Velocity-Coherent Substructure in TMC-1: Inflow and Fragmentation by Simon E. T. Smith et al. on Monday 21 November
Filamentary structures have been found nearly ubiquitously in molecular
clouds and yet their formation and evolution is still poorly understood. We
examine a segment of Taurus Molecular Cloud 1 (TMC-1) that appears as a single,
narrow filament in continuum emission from dust. We use the Regularized
Optimization for Hyper-Spectral Analysis (ROHSA), a Gaussian decomposition
algorithm which enforces spatial coherence when fitting multiple velocity
components simultaneously over a data cube. We analyze HC$_5$N (9-8) line
emission as part of the Green Bank Ammonia Survey (GAS) and identify three
velocity-coherent components with ROHSA. The two brightest components extend
the length of the filament, while the third component is fainter and clumpier.

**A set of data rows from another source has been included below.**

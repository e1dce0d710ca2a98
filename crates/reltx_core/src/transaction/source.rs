//! Where a transaction loads objects it does not know yet.

use super::hierarchy::ClientTransaction;
use crate::command::CommandContext;
use crate::data::{DataContainer, DataContainerState};
use crate::end_point::RelationEndPointId;
use crate::error::{CoreError, CoreResult};
use crate::mapping::MappingConfiguration;
use crate::object::{ObjectId, Value};
use crate::types::TransactionId;
use reltx_storage::StorageBackend;

/// The loading collaborator of a transaction.
///
/// Root transactions load from storage; sub-transactions load from their
/// parent transaction.
pub trait ObjectSource {
    /// Loads the container of `object`; `None` if the object does not exist.
    ///
    /// # Errors
    ///
    /// Returns `ObjectInvalid` if the object cannot be used in the loading
    /// transaction, and source errors.
    fn load_data_container(&mut self, object: &ObjectId) -> CoreResult<Option<DataContainer>>;

    /// Returns the objects related through a virtual end-point.
    ///
    /// # Errors
    ///
    /// Returns source errors.
    fn load_related_object_ids(
        &mut self,
        end_point: &RelationEndPointId,
    ) -> CoreResult<Vec<ObjectId>>;
}

/// Loads objects from a storage backend.
#[derive(Clone, Copy)]
pub struct StorageSource<'a> {
    mapping: &'a MappingConfiguration,
    storage: &'a dyn StorageBackend,
}

impl<'a> StorageSource<'a> {
    /// Creates a source reading `storage` with the classes of `mapping`.
    #[must_use]
    pub fn new(mapping: &'a MappingConfiguration, storage: &'a dyn StorageBackend) -> Self {
        Self { mapping, storage }
    }
}

impl ObjectSource for StorageSource<'_> {
    fn load_data_container(&mut self, object: &ObjectId) -> CoreResult<Option<DataContainer>> {
        let class = self.mapping.class(object.class_id())?;
        let Some(record) = self.storage.load(&object.to_record_key())? else {
            return Ok(None);
        };
        // Unmapped record properties are ignored; missing ones get defaults.
        let mut values = DataContainer::default_values(class);
        for (property, value) in values.iter_mut() {
            if let Some(stored) = record.get(property) {
                *value = Value::from_stored(stored);
            }
        }
        Ok(Some(DataContainer::existing(object.clone(), values)))
    }

    fn load_related_object_ids(
        &mut self,
        end_point: &RelationEndPointId,
    ) -> CoreResult<Vec<ObjectId>> {
        let Some(owner) = end_point.object_id() else {
            return Ok(Vec::new());
        };
        let opposite = end_point.definition().opposite();
        let Some(property) = opposite.property_name() else {
            return Ok(Vec::new());
        };
        let keys = self.storage.find_referencing(
            opposite.class_id().as_str(),
            property,
            &owner.to_record_key(),
        )?;
        Ok(keys.iter().map(ObjectId::from_record_key).collect())
    }
}

/// Loads objects through the chain of parent transactions, falling back to
/// storage at the root.
///
/// Loading into a sub-transaction loads the object into each ancestor
/// first; the sub-transaction receives a copy of the parent's current
/// state as its own unchanged state.
pub(crate) struct ParentTransactionSource<'a> {
    ancestors: &'a mut [ClientTransaction],
    root: TransactionId,
    storage: StorageSource<'a>,
}

impl<'a> ParentTransactionSource<'a> {
    pub(crate) fn new(
        ancestors: &'a mut [ClientTransaction],
        root: TransactionId,
        storage: StorageSource<'a>,
    ) -> Self {
        Self {
            ancestors,
            root,
            storage,
        }
    }

    fn with_parent<R>(
        &mut self,
        f: impl FnOnce(&mut CommandContext<'_>) -> CoreResult<R>,
    ) -> Option<CoreResult<R>> {
        let (parent, rest) = self.ancestors.split_last_mut()?;
        let mut source = ParentTransactionSource::new(rest, self.root, self.storage);
        let mut ctx = parent.context(self.root, &mut source);
        Some(f(&mut ctx))
    }
}

impl ObjectSource for ParentTransactionSource<'_> {
    fn load_data_container(&mut self, object: &ObjectId) -> CoreResult<Option<DataContainer>> {
        let loaded = self.with_parent(|parent| {
            let container = match parent.ensure_data_container(object) {
                Ok(container) => container,
                Err(CoreError::ObjectNotFound { .. }) => return Ok(None),
                Err(error) => return Err(error),
            };
            match container.state() {
                DataContainerState::Deleted | DataContainerState::Discarded => {
                    Err(CoreError::object_invalid(object))
                }
                _ => Ok(Some(DataContainer::existing(
                    object.clone(),
                    container.values().clone(),
                ))),
            }
        });
        match loaded {
            Some(result) => result,
            None => self.storage.load_data_container(object),
        }
    }

    fn load_related_object_ids(
        &mut self,
        end_point: &RelationEndPointId,
    ) -> CoreResult<Vec<ObjectId>> {
        let loaded = self.with_parent(|parent| {
            Ok(parent.end_point(end_point)?.opposite_object_ids())
        });
        match loaded {
            Some(result) => result,
            None => self.storage.load_related_object_ids(end_point),
        }
    }
}
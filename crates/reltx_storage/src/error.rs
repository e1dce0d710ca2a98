//! Error types for storage operations.

use crate::record::RecordKey;
use thiserror::Error;

/// Result type for storage operations.
pub type StorageResult<T> = Result<T, StorageError>;

/// Errors that can occur during storage operations.
#[derive(Debug, Clone, PartialEq, Eq, Error)]
pub enum StorageError {
    /// A record that was expected to exist is missing.
    #[error("record not found: {0}")]
    RecordNotFound(RecordKey),

    /// A record was rejected because its contents are inconsistent.
    #[error("invalid record {key}: {message}")]
    InvalidRecord {
        /// The offending record.
        key: RecordKey,
        /// Description of the problem.
        message: String,
    },

    /// The storage is closed.
    #[error("storage is closed")]
    Closed,
}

The brightest component has a prominent transverse velocity gradient of $2.7
\pm 0.1$ km s$^{-1}$ pc$^{-1}$ which we show to be indicative of
gravitationally induced inflow. In the second component we identify regularly
spaced emission peaks along its length. We show that the local minima between
pairs of adjacent HC$_5$N peaks line up closely with submillimetre continuum
emission peaks, which we argue is evidence for fragmentation along the spine of
TMC-1. While coherent velocity components have been described as separate
physical structures in other star-forming filaments, we argue that the two
bright components identified in HC$_5$N emission in TMC-1 are tracing two
layers in one filament: a lower density outer layer whose material is flowing
under gravity towards the higher density inner layer of the filament.